Read on to learn what Jono Bacon, leading speaker on community and author of People Powered: How communities can supercharge your business, brand, and teams, has to say.
You’ve probably been hearing the term “mentorship” for as long as you’ve been alive. The generations that are now of working age in 2021 have added to it technologically and expanded on how they can be executed. Technology has also opened the doors for new mentorship opportunities, especially in technical skills like open source development.
New industries, and therefore mentorship opportunities, are popping up every day because the world needs more people with specialized knowledge. That’s good news for anyone entering a new industry.
What Is Mentoring?
Still, in 2021, what does mentoring really mean? The Linux Foundation expands on the definition used by the Association for Talent Development,
“Mentoring is a reciprocal and collaborative at-will relationship that most often occurs between open source experts and new developers for the purpose of the mentee’s growth, learning, and career development and adding new talent to open source projects for their health and sustainability.”
To further that definition, not all mentorships are created equal. There are ways to be more or less formal about the arrangement, depending on many factors. The key difference when it comes to the formality of the arrangement relates to the boundaries.
In a more formal mentoring relationship, a mentor might set strict goals and deadlines with the mentee, whereas an informal relationship might be more open-ended and self-guided by the mentee. Also, some mentorships are paid, and some are not. What you choose will be dependent on your goals and circumstances.
Something that’s always consistent about mentorships, however, is that there are countless benefits to taking part in one.
The Benefits
Networking opportunities, insider perspective, closing skill gaps, and being in the right place at the right time are just a few major benefits that mentorships can afford you, especially in hyper-competitive niches like tech.
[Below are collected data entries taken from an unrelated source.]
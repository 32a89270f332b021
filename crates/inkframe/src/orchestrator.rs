//! Frame orchestrator: one boot-to-shutdown run of the picture frame.
//!
//! Boot order is display first, then the first image (placeholder if the
//! fetch fails), then the power module. Once the wake alarm is armed the
//! frame either enters the continuous update loop (external power) or
//! falls through to the shutdown decision (battery).
//!
//! The orchestrator never closes the display: the caller owns the panel
//! through [`FrameContext`] and releases it exactly once on the way out,
//! whatever path got it there.

use std::sync::Arc;
use std::time::Duration;

use ink_common::display::DisplayManager;
use ink_common::image_source::{fetch_image, placeholder_image};
use ink_common::{FrameError, RetryPolicy};
use tokio::process::Command;
use tokio::sync::Mutex;
use tracing::{error, info, warn};

use crate::alarm::AlarmScheduler;
use crate::config::Settings;
use crate::net::ConnectivityProbe;
use crate::power::PowerModuleClient;
use crate::telemetry::Telemetry;
use crate::update_loop::UpdateLoop;

/// Handles that outlive a run so the process exit path can release
/// hardware no matter how the run ended.
pub struct FrameContext {
    pub display: Arc<Mutex<DisplayManager>>,
}

impl FrameContext {
    pub fn new() -> Self {
        Self {
            display: Arc::new(Mutex::new(DisplayManager::new())),
        }
    }

    /// Release the panel. Idempotent, so every exit path may call it.
    pub async fn close_display(&self) {
        self.display.lock().await.close().await;
    }
}

impl Default for FrameContext {
    fn default() -> Self {
        Self::new()
    }
}

/// Everything one run of the frame needs.
pub struct Frame {
    pub display: Arc<Mutex<DisplayManager>>,
    pub client: PowerModuleClient,
    pub scheduler: AlarmScheduler,
    pub http: reqwest::Client,
    pub image_url: String,
    pub fetch_policy: RetryPolicy,
    pub telemetry: Telemetry,
}

fn build_http_client() -> Result<reqwest::Client, FrameError> {
    reqwest::Client::builder()
        .timeout(Duration::from_secs(30))
        .user_agent(concat!("inkframe/", env!("CARGO_PKG_VERSION")))
        .build()
        .map_err(|e| FrameError::Fetch(format!("HTTP client: {}", e)))
}

fn build_power_client(settings: &Settings) -> PowerModuleClient {
    if settings.power.enabled {
        PowerModuleClient::over_socket(
            &settings.power.socket,
            settings.power.io_timeout(),
            settings.power.retry_policy(),
        )
    } else {
        warn!("power module support disabled, running display-only");
        PowerModuleClient::unavailable()
    }
}

/// Boot the frame and run it to completion.
pub async fn run(settings: &Settings, ctx: &FrameContext) -> Result<(), FrameError> {
    let http = build_http_client()?;
    let fetch_policy = RetryPolicy::default();

    // Display comes up first so something is on the panel as early as
    // possible after a cold wake.
    let (width, height) = {
        let mut display = ctx.display.lock().await;
        display.open(&settings.epd)?;
        display
            .dimensions()
            .ok_or_else(|| FrameError::Display("no EPD driver loaded".into()))?
    };

    let initial = match fetch_image(&http, &settings.image_url, fetch_policy).await {
        Ok(image) => image,
        Err(e) => {
            warn!("initial image fetch failed, showing placeholder: {}", e);
            placeholder_image(width, height)
        }
    };
    ctx.display.lock().await.render(&initial).await?;

    let probe = ConnectivityProbe::new(
        http.clone(),
        settings.connectivity.check_url.clone(),
        settings.connectivity.poll_interval(),
    );
    let mut frame = Frame {
        display: Arc::clone(&ctx.display),
        client: build_power_client(settings),
        scheduler: AlarmScheduler::new(probe),
        http,
        image_url: settings.image_url.clone(),
        fetch_policy,
        telemetry: Telemetry::new(settings.mqtt.clone()),
    };
    if !frame.telemetry.is_enabled() {
        info!("no MQTT broker configured, battery telemetry disabled");
    }

    let update_loop = UpdateLoop::from_minutes(settings.interval_minutes);
    run_frame(settings, &mut frame, &update_loop).await
}

/// Run a booted frame: arm the wake alarm, then either cycle on external
/// power or fall through to the shutdown decision on battery.
pub async fn run_frame(
    settings: &Settings,
    frame: &mut Frame,
    update_loop: &UpdateLoop,
) -> Result<(), FrameError> {
    let offset_seconds = update_loop.interval().as_secs() as i64;
    frame
        .scheduler
        .arm(&mut frame.client, offset_seconds)
        .await?;

    frame.telemetry.publish_discovery().await;
    frame.telemetry.publish_battery(&mut frame.client).await;

    if frame.client.is_externally_powered().await? {
        info!("externally powered, entering continuous update mode");
        update_loop.run(frame).await?;
    } else {
        info!("on battery, single refresh complete");
    }

    decide_shutdown(settings, frame).await
}

/// On battery the host powers down so the wake alarm can start it cold.
/// A replug between the last refresh and this check cancels the shutdown.
async fn decide_shutdown(settings: &Settings, frame: &mut Frame) -> Result<(), FrameError> {
    if settings.suppress_shutdown {
        info!("shutdown suppressed, leaving the host running");
        return Ok(());
    }
    if frame.client.is_externally_powered().await? {
        info!("external power restored, shutdown cancelled");
        return Ok(());
    }
    schedule_host_shutdown(settings.shutdown_delay_minutes).await;
    Ok(())
}

async fn schedule_host_shutdown(delay_minutes: u64) {
    info!(
        "on battery, scheduling host shutdown in {} minute(s)",
        delay_minutes
    );
    match Command::new("sudo")
        .args(["shutdown", &format!("+{}", delay_minutes)])
        .status()
        .await
    {
        Ok(status) if status.success() => {}
        Ok(status) => error!("shutdown command exited with {}", status),
        Err(e) => error!("failed to schedule shutdown: {}", e),
    }
}
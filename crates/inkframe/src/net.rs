//! Connectivity probe against a generate-204 endpoint.

use std::time::Duration;

use reqwest::StatusCode;
use tracing::{debug, error};

/// Captive-portal style check endpoint: answers 204 with an empty body.
pub const DEFAULT_CHECK_URL: &str = "http://clients3.google.com/generate_204";

const PROBE_TIMEOUT: Duration = Duration::from_secs(5);

/// Blocks callers until the network can reach the check endpoint.
pub struct ConnectivityProbe {
    http: reqwest::Client,
    check_url: String,
    poll_interval: Duration,
}

impl ConnectivityProbe {
    pub fn new(http: reqwest::Client, check_url: String, poll_interval: Duration) -> Self {
        Self {
            http,
            check_url,
            poll_interval,
        }
    }

    /// One probe round trip. Anything but a 204 counts as offline, so a
    /// captive portal serving a login page does not pass.
    pub async fn is_online(&self) -> bool {
        match self
            .http
            .get(&self.check_url)
            .timeout(PROBE_TIMEOUT)
            .send()
            .await
        {
            Ok(response) => {
                let online = response.status() == StatusCode::NO_CONTENT;
                if !online {
                    debug!("connectivity check returned {}", response.status());
                }
                online
            }
            Err(e) => {
                debug!("connectivity check failed: {}", e);
                false
            }
        }
    }

    /// Poll until the endpoint answers 204. Never gives up: the frame has
    /// nothing useful to do before the network is up.
    pub async fn wait_until_online(&self) {
        loop {
            if self.is_online().await {
                return;
            }
            error!(
                "no internet connectivity, retrying in {}s",
                self.poll_interval.as_secs_f32()
            );
            tokio::time::sleep(self.poll_interval).await;
        }
    }
}
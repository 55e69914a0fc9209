use std::{fmt::Display, io};

/// Writes one line per configuration to an optional sink.
///
/// The first line is written as is, every later line is prefixed with `|- `.
/// Each line is handed to the sink in a single `write_all`.
pub(super) struct Tracer<W> {
    sink: Option<W>,
    lines: usize,
}

impl<W: io::Write> Tracer<W> {
    pub(super) fn new(sink: W) -> Self {
        Self {
            sink: Some(sink),
            lines: 0,
        }
    }

    pub(super) fn emit(&mut self, configuration: &impl Display) -> io::Result<()> {
        tracing::trace!(%configuration, "transition");

        let Some(sink) = self.sink.as_mut() else {
            return Ok(());
        };

        let line = match self.lines {
            0 => format!("{}\n", configuration),
            _ => format!("|- {}\n", configuration),
        };
        self.lines += 1;

        sink.write_all(line.as_bytes())
    }
}

impl Tracer<io::Sink> {
    /// Creates a tracer that writes nothing.
    pub(super) fn disabled() -> Self {
        Self {
            sink: None,
            lines: 0,
        }
    }
}

#[cfg(test)]
mod tests {
    use std::io;

    use super::Tracer;

    #[test]
    fn prefixes_all_but_the_first_line() -> io::Result<()> {
        let mut out = Vec::new();
        let mut tracer = Tracer::new(&mut out);

        tracer.emit(&"(q, 1, e, S$)")?;
        tracer.emit(&"(q, 2, a, $)")?;
        tracer.emit(&"(t, 2, a, e)")?;

        assert_eq!(
            String::from_utf8_lossy(&out),
            "(q, 1, e, S$)\n|- (q, 2, a, $)\n|- (t, 2, a, e)\n"
        );

        Ok(())
    }

    #[test]
    fn disabled() -> io::Result<()> {
        let mut tracer = Tracer::disabled();

        tracer.emit(&"(q, 1, e, S$)")
    }

    struct FailingSink;

    impl io::Write for FailingSink {
        fn write(&mut self, _buf: &[u8]) -> io::Result<usize> {
            Err(io::Error::new(io::ErrorKind::BrokenPipe, "closed"))
        }

        fn flush(&mut self) -> io::Result<()> {
            Ok(())
        }
    }

    #[test]
    fn sink_errors_are_returned() {
        let mut tracer = Tracer::new(FailingSink);

        assert_eq!(
            tracer.emit(&"(q, 1, e, S$)").map_err(|e| e.kind()),
            Err(io::ErrorKind::BrokenPipe)
        );
    }
}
Networking potential itself is worth its weight in gold. Your mentorship experience will expose you to an entirely new pool of contacts and knowledge! This can open lots of new doors for you, and it’s a much more natural way to network as opposed to networking events.
For example, the Hyperledger Mentorship Program was created specifically to educate new-to-tech mentees on their blockchain software know-how, while also exposing them to industry leaders they’d otherwise never get to meet. As a remote program, offering networking opportunities is a huge value to offer mentees who might never see such chances.
Another way mentorships can benefit you is by granting access to resources during a very important time in your career. The pressure to be in the right place at the right time can feel enormous at times in your career, and that’s why being around the right people and the right industry training is so important.
For example, the Linux Foundation offers a mentorship working on Linux Kernel that, upon completion, will provide access to career opportunities and relationships in tech. Last year, eight mentees graduated from the Linux kernel bug fixing project, and one mentee is now a project maintainer. This is just one case where these programs are offering mentees the hard skills they need, and the right resources to put them to use.
Getting a mentor also offers an insider perspective to a career you think you may want to pursue! This can be enlightening to make sure you’re not diving into something you don’t know you enjoy. There is so much that learning a topic in school simply doesn’t prepare you for. Mentorships will provide you first hand experience within an industry, and that’s something only time can teach! That’s part of why the Open Mainframe Project has started their own mentorship program, focused on building the mainframe engineers of tomorrow.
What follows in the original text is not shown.